-- PROVIDED MATERIAL follows --

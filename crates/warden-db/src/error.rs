//! Database-specific error types and conversions.

use warden_core::error::WardenError;

/// Database-layer error type.
#[derive(Debug, thiserror::Error)]
pub enum DbError {
    #[error("SurrealDB error: {0}")]
    Surreal(#[from] surrealdb::Error),

    #[error("Migration failed: {0}")]
    Migration(String),

    #[error("Record not found: {entity} with id {id}")]
    NotFound { entity: String, id: String },

    #[error("Record already exists: {entity}")]
    Conflict { entity: String },
}

impl From<DbError> for WardenError {
    fn from(err: DbError) -> Self {
        match err {
            DbError::NotFound { entity, id } => WardenError::NotFound { entity, id },
            DbError::Conflict { entity } => WardenError::AlreadyExists { entity },
            other => WardenError::Database(other.to_string()),
        }
    }
}
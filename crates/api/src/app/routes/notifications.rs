//! Live notification stream (SSE ticker).

use std::convert::Infallible;
use std::sync::Arc;
use std::time::Duration;

use axum::{
    extract::Extension,
    response::sse::{Event as SseEvent, KeepAlive, Sse},
    routing::get,
    Router,
};
use tokio_stream::wrappers::UnboundedReceiverStream;
use tokio_stream::StreamExt;

use crate::app::services::AppServices;

pub fn router() -> Router {
    Router::new().route("/api/notifications/stream", get(stream))
}

/// GET /api/notifications/stream
///
/// Persistent SSE connection: an initial comment line, a replay of the most
/// recent history (oldest first), then live `tick` events as they are
/// published. Keepalive comments go out every 15 seconds so intermediaries
/// don't cut the connection.
pub async fn stream(
    Extension(services): Extension<Arc<AppServices>>,
) -> Sse<impl tokio_stream::Stream<Item = Result<SseEvent, Infallible>>> {
    let subscription = services.bus.subscribe().await;
    let (rx, guard) = subscription.into_parts();

    let ticks = UnboundedReceiverStream::new(rx).map(|message| {
        SseEvent::default()
            .event("tick")
            .data(serde_json::json!({ "message": message }).to_string())
    });

    // The guard rides inside the map closure: when the client goes away and
    // the stream is dropped, the subscriber leaves the registry with it.
    let stream = tokio_stream::once(SseEvent::default().comment("ok"))
        .chain(ticks)
        .map(move |event| {
            let _keep_registered = &guard;
            Ok(event)
        });

    Sse::new(stream).keep_alive(
        KeepAlive::new()
            .interval(Duration::from_secs(15))
            .text("hb"),
    )
}
use std::path::PathBuf;

#[tokio::main]
async fn main() -> anyhow::Result<()> {
    bibloteka_observability::init();

    let port: u16 = std::env::var("PORT")
        .ok()
        .and_then(|p| p.parse().ok())
        .unwrap_or(8080);

    let data_dir = std::env::var("DATA_DIR")
        .map(PathBuf::from)
        .unwrap_or_else(|_| PathBuf::from("data"));
    std::fs::create_dir_all(&data_dir)?;
    let db_path = data_dir.join("bibloteka.db");

    let services = bibloteka_api::app::services::AppServices::open(&db_path).await?;
    let app = bibloteka_api::app::build_app(services);

    let listener = tokio::net::TcpListener::bind(("0.0.0.0", port)).await?;
    tracing::info!(addr = %listener.local_addr()?, db = %db_path.display(), "bibloteka listening");

    axum::serve(listener, app).await?;
    Ok(())
}
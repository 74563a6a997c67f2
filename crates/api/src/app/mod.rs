//! HTTP API application wiring (Axum router + service wiring).
//!
//! Layout mirrors the rest of the workspace:
//! - `services.rs`: shared state (store, bus, gateway)
//! - `routes/`: HTTP routes + handlers (one file per domain area)
//! - `dto.rs`: request/query DTOs
//! - `errors.rs`: consistent error responses

use std::sync::Arc;

use axum::{routing::get, Extension, Router};
use tower_http::cors::CorsLayer;

pub mod dto;
pub mod errors;
pub mod routes;
pub mod services;

/// Build the full HTTP router (public entrypoint used by `main.rs` and the
/// black-box tests).
pub fn build_app(services: services::AppServices) -> Router {
    Router::new()
        .route("/health", get(routes::system::health))
        .merge(routes::router())
        .layer(Extension(Arc::new(services)))
        .layer(CorsLayer::permissive())
}
//! Tracing/logging setup shared by binaries and tests.

use tracing_subscriber::EnvFilter;

/// Initialize process-wide tracing.
///
/// JSON logs to stdout, filter from `RUST_LOG` (default `info`). Safe to call
/// multiple times; subsequent calls become no-ops.
pub fn init() {
    let filter = EnvFilter::try_from_default_env().unwrap_or_else(|_| EnvFilter::new("info"));

    let _ = tracing_subscriber::fmt()
        .with_env_filter(filter)
        .json()
        .with_timer(tracing_subscriber::fmt::time::SystemTime)
        .with_target(false)
        .try_init();
}
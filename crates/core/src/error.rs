//! Domain error model.

use thiserror::Error;

/// Domain-level error.
///
/// Keep this focused on deterministic failures (missing or malformed input).
/// Infrastructure concerns (storage, upstream HTTP) carry their own error
/// types and are mapped at the API boundary.
#[derive(Debug, Error, Clone, PartialEq, Eq)]
pub enum DomainError {
    /// A required field was missing or failed validation.
    #[error("validation failed: {0}")]
    Validation(String),
}

impl DomainError {
    pub fn validation(msg: impl Into<String>) -> Self {
        Self::Validation(msg.into())
    }
}
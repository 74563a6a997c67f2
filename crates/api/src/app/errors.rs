//! Consistent JSON error responses.

use axum::http::StatusCode;
use axum::response::IntoResponse;
use serde_json::json;

use bibloteka_catalog::StoreError;
use bibloteka_core::DomainError;
use bibloteka_gateway::GatewayError;

pub fn json_error(
    status: StatusCode,
    code: &'static str,
    message: impl Into<String>,
) -> axum::response::Response {
    (
        status,
        axum::Json(json!({
            "error": code,
            "message": message.into(),
        })),
    )
        .into_response()
}

/// Map store failures: validation is the caller's fault, anything else is
/// ours.
pub fn store_error_to_response(err: StoreError) -> axum::response::Response {
    match err {
        StoreError::Domain(DomainError::Validation(msg)) => {
            json_error(StatusCode::BAD_REQUEST, "validation_error", msg)
        }
        StoreError::Db(e) => {
            tracing::error!(error = %e, "catalog store failure");
            json_error(StatusCode::INTERNAL_SERVER_ERROR, "store_error", e.to_string())
        }
    }
}

/// Map gateway failures: upstream bad status is a 502 carrying the upstream
/// code, transport/decode trouble is a 500.
pub fn gateway_error_to_response(err: GatewayError) -> axum::response::Response {
    match err {
        GatewayError::BadStatus { provider, status } => (
            StatusCode::BAD_GATEWAY,
            axum::Json(json!({
                "error": "upstream_bad_status",
                "message": format!("{provider} bad status"),
                "status": status,
            })),
        )
            .into_response(),
        GatewayError::Transport { .. } => {
            json_error(StatusCode::INTERNAL_SERVER_ERROR, "upstream_error", err.to_string())
        }
    }
}

/// Extract a required positive `book_id` from an optional query value.
pub fn require_book_id(book_id: Option<i64>) -> Result<i64, axum::response::Response> {
    match book_id {
        Some(id) if id > 0 => Ok(id),
        _ => Err(json_error(
            StatusCode::BAD_REQUEST,
            "validation_error",
            "book_id required",
        )),
    }
}
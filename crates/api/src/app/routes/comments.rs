use std::sync::Arc;

use axum::{
    extract::{Extension, Query},
    http::StatusCode,
    response::IntoResponse,
    routing::get,
    Json, Router,
};

use crate::app::{dto, errors};
use crate::app::services::AppServices;

pub fn router() -> Router {
    Router::new().route("/api/comments", get(list_comments).post(create_comment))
}

pub async fn create_comment(
    Extension(services): Extension<Arc<AppServices>>,
    Json(body): Json<dto::CreateCommentRequest>,
) -> axum::response::Response {
    let book_id = match errors::require_book_id(body.book_id) {
        Ok(id) => id,
        Err(resp) => return resp,
    };
    let Some(text) = body.text.clone().filter(|t| !t.trim().is_empty()) else {
        return errors::json_error(
            StatusCode::BAD_REQUEST,
            "validation_error",
            "book_id and text required",
        );
    };

    let user = body.user_name.clone();
    let id = match services.catalog.create_comment(body.into_comment(book_id, text)).await {
        Ok(id) => id,
        Err(e) => return errors::store_error_to_response(e),
    };

    let title = services.catalog.book_title_or_id(book_id).await;
    let who = user.as_deref().unwrap_or("A reader");
    services.notify(format!("{who} commented on \"{title}\"")).await;

    (StatusCode::OK, Json(serde_json::json!({ "id": id }))).into_response()
}

pub async fn list_comments(
    Extension(services): Extension<Arc<AppServices>>,
    Query(query): Query<dto::BookIdQuery>,
) -> axum::response::Response {
    let book_id = match errors::require_book_id(query.book_id) {
        Ok(id) => id,
        Err(resp) => return resp,
    };

    match services.catalog.list_comments(book_id).await {
        Ok(rows) => (StatusCode::OK, Json(rows)).into_response(),
        Err(e) => errors::store_error_to_response(e),
    }
}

-- PROVIDED MATERIAL concluded --

▸ **WORK REQUEST**:
At the line containing "let id = match", start transcribing exactly, and continue through the last line of the listing. Stop there and add nothing.

▸ **EXERCISE SOLUTION**:
    let id = match services.catalog.create_comment(body.into_comment(book_id, text)).await {
        Ok(id) => id,
        Err(e) => return errors::store_error_to_response(e),
    };

    let title = services.catalog.book_title_or_id(book_id).await;
    let who = user.as_deref().unwrap_or("A reader");
    services.notify(format!("{who} commented on \"{title}\"")).await;

    (StatusCode::OK, Json(serde_json::json!({ "id": id }))).into_response()
}

pub async fn list_comments(
    Extension(services): Extension<Arc<AppServices>>,
    Query(query): Query<dto::BookIdQuery>,
) -> axum::response::Response {
    let book_id = match errors::require_book_id(query.book_id) {
        Ok(id) => id,
        Err(resp) => return resp,
    };

    match services.catalog.list_comments(book_id).await {
        Ok(rows) => (StatusCode::OK, Json(rows)).into_response(),
        Err(e) => errors::store_error_to_response(e),
    }
}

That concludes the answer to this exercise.